<<<<

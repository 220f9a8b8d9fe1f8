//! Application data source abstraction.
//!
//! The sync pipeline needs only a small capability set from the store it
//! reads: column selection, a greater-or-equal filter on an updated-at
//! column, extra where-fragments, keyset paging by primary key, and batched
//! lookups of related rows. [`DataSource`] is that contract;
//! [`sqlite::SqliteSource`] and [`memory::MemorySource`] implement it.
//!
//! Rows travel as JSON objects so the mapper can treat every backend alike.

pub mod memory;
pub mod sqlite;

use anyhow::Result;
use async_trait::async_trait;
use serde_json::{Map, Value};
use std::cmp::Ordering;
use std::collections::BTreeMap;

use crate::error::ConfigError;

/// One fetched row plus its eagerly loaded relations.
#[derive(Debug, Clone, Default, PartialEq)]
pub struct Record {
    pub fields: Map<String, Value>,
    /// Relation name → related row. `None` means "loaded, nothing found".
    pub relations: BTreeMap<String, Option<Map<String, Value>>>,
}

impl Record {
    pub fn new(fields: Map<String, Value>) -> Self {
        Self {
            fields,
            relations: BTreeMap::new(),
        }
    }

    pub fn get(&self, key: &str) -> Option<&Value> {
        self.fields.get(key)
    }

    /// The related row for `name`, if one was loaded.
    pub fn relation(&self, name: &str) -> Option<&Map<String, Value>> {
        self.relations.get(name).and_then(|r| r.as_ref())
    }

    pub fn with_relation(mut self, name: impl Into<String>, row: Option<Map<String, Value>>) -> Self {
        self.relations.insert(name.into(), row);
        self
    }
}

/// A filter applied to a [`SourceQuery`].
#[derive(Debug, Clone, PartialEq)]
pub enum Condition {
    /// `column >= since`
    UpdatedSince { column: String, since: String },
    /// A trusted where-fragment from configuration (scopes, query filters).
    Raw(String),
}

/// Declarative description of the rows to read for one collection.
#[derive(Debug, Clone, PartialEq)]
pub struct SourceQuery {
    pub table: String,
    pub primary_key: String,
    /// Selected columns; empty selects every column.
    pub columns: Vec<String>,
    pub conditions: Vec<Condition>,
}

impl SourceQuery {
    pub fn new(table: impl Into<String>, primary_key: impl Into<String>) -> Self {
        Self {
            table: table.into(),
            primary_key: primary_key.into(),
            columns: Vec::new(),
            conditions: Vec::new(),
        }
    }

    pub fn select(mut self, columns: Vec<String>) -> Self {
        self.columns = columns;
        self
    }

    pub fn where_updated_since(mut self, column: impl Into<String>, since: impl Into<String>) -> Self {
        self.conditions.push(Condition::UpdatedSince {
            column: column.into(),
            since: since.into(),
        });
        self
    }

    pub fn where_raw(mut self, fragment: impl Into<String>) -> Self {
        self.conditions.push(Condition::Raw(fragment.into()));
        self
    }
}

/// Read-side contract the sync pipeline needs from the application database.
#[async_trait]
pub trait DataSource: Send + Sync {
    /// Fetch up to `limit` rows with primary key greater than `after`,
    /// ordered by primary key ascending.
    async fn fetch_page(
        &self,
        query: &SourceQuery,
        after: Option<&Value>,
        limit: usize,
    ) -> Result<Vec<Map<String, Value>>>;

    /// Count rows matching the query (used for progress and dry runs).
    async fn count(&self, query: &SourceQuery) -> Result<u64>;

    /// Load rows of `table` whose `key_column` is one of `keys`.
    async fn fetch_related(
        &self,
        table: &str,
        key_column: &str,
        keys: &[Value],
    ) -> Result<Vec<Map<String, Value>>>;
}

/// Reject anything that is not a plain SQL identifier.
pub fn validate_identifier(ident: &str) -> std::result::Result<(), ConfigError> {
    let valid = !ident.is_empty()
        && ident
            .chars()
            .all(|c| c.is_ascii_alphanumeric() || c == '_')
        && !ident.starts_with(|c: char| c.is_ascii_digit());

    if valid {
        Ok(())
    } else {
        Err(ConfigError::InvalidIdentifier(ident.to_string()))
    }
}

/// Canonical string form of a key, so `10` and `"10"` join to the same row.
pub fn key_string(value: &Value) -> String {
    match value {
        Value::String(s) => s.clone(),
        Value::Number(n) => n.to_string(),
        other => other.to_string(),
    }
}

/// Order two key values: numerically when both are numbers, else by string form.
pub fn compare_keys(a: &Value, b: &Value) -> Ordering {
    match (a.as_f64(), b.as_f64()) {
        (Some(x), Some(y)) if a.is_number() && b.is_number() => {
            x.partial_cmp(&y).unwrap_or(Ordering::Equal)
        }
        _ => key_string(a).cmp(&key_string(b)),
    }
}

>>>>

■ **Task details**
Filter the preceding entries down to the lines with "Option".

■ **Your solution**
    pub relations: BTreeMap<String, Option<Map<String, Value>>>,
    pub fn get(&self, key: &str) -> Option<&Value> {
    pub fn relation(&self, name: &str) -> Option<&Map<String, Value>> {
    pub fn with_relation(mut self, name: impl Into<String>, row: Option<Map<String, Value>>) -> Self {
        after: Option<&Value>,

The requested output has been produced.